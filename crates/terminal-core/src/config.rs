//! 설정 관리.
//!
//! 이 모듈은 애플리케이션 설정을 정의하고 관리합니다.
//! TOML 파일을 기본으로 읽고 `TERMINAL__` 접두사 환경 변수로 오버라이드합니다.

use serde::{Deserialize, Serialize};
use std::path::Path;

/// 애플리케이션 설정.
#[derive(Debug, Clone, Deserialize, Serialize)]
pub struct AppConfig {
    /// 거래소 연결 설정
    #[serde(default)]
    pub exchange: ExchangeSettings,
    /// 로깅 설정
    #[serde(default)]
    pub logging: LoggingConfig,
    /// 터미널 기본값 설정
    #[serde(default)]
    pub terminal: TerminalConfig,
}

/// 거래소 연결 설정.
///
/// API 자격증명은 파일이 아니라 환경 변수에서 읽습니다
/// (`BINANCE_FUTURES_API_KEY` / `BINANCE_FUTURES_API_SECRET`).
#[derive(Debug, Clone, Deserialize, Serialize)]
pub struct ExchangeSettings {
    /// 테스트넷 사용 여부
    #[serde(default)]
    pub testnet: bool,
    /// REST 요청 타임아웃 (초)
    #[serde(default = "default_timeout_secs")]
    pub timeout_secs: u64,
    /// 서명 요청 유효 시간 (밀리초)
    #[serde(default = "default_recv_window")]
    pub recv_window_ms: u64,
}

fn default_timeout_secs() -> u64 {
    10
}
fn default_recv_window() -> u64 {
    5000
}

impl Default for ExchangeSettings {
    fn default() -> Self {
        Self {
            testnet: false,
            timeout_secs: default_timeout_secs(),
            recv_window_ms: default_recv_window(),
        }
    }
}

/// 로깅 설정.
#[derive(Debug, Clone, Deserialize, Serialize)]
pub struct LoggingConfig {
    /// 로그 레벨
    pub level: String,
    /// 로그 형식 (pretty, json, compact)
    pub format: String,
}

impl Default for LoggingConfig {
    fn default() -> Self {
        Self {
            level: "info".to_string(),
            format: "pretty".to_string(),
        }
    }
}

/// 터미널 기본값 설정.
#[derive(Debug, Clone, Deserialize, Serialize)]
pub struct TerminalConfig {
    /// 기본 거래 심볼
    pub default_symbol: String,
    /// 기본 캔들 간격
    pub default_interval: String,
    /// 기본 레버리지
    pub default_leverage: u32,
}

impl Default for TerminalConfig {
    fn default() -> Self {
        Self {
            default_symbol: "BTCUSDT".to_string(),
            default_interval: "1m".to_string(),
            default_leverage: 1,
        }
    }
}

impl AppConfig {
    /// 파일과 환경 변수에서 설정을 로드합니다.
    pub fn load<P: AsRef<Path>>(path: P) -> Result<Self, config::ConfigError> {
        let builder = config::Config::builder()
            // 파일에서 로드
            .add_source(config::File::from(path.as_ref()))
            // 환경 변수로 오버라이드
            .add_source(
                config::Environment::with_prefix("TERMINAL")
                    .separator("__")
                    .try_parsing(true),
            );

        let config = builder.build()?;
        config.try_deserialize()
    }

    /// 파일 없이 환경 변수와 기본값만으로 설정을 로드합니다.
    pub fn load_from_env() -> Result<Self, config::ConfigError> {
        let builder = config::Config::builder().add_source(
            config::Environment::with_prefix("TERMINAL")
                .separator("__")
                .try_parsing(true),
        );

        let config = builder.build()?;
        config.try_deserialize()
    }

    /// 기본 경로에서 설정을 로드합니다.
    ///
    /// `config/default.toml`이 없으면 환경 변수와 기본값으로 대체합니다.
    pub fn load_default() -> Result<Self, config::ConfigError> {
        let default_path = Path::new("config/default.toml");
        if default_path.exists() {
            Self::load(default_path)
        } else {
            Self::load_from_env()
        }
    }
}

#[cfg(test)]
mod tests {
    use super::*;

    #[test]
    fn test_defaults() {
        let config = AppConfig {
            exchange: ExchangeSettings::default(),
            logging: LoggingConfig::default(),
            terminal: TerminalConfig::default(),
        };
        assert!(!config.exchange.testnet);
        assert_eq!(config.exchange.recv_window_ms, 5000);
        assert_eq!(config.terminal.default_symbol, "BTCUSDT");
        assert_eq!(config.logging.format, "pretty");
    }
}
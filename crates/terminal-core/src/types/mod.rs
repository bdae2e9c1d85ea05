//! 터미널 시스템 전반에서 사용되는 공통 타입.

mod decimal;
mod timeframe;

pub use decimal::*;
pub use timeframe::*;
--
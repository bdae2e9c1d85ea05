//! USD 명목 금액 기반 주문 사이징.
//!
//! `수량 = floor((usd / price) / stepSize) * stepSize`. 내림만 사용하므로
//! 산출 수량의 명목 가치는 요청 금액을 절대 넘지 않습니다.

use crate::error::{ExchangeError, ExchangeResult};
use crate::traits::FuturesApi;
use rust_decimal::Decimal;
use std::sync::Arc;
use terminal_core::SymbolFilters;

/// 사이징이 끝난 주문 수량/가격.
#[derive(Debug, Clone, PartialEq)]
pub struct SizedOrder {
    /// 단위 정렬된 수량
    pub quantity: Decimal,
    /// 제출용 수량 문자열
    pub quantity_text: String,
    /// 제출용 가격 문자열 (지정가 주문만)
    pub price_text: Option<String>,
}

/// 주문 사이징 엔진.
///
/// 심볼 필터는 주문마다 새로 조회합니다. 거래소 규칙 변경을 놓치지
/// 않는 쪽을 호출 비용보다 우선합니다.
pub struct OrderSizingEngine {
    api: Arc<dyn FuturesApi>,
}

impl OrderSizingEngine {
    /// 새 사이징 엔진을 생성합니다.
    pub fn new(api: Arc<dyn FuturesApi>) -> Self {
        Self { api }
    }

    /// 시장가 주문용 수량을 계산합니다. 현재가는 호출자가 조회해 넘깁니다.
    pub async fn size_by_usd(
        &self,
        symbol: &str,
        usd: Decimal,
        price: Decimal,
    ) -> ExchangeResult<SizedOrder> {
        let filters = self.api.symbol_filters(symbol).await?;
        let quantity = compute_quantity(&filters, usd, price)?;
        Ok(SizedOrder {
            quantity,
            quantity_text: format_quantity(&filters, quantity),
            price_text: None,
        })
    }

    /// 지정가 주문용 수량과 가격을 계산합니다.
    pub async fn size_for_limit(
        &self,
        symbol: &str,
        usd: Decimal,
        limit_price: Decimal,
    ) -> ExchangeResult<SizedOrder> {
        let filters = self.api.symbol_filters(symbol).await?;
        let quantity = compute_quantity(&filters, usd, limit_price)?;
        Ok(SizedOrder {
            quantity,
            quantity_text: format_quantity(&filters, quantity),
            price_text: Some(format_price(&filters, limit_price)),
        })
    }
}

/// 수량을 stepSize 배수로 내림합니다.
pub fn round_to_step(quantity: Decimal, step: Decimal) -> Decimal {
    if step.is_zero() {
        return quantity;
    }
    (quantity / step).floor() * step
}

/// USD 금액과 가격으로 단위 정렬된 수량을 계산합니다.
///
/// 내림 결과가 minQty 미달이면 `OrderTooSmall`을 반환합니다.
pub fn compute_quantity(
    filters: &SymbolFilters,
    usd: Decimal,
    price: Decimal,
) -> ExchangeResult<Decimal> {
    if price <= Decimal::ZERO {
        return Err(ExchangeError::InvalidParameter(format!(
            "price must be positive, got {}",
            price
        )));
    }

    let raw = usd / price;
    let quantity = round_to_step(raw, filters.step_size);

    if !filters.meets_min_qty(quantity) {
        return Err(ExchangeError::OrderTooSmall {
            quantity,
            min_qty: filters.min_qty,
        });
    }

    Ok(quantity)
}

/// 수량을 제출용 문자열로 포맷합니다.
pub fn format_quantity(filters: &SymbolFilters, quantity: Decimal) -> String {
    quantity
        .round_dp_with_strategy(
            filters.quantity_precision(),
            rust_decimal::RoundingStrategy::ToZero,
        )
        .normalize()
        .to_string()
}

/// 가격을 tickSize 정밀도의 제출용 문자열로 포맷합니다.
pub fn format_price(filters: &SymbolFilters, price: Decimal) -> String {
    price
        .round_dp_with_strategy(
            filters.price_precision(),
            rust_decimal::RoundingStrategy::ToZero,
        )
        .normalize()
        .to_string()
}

__Problem to work on__: This task needs one value: the number of lines in the material above that contain the word "async".

__Exercise result__: 2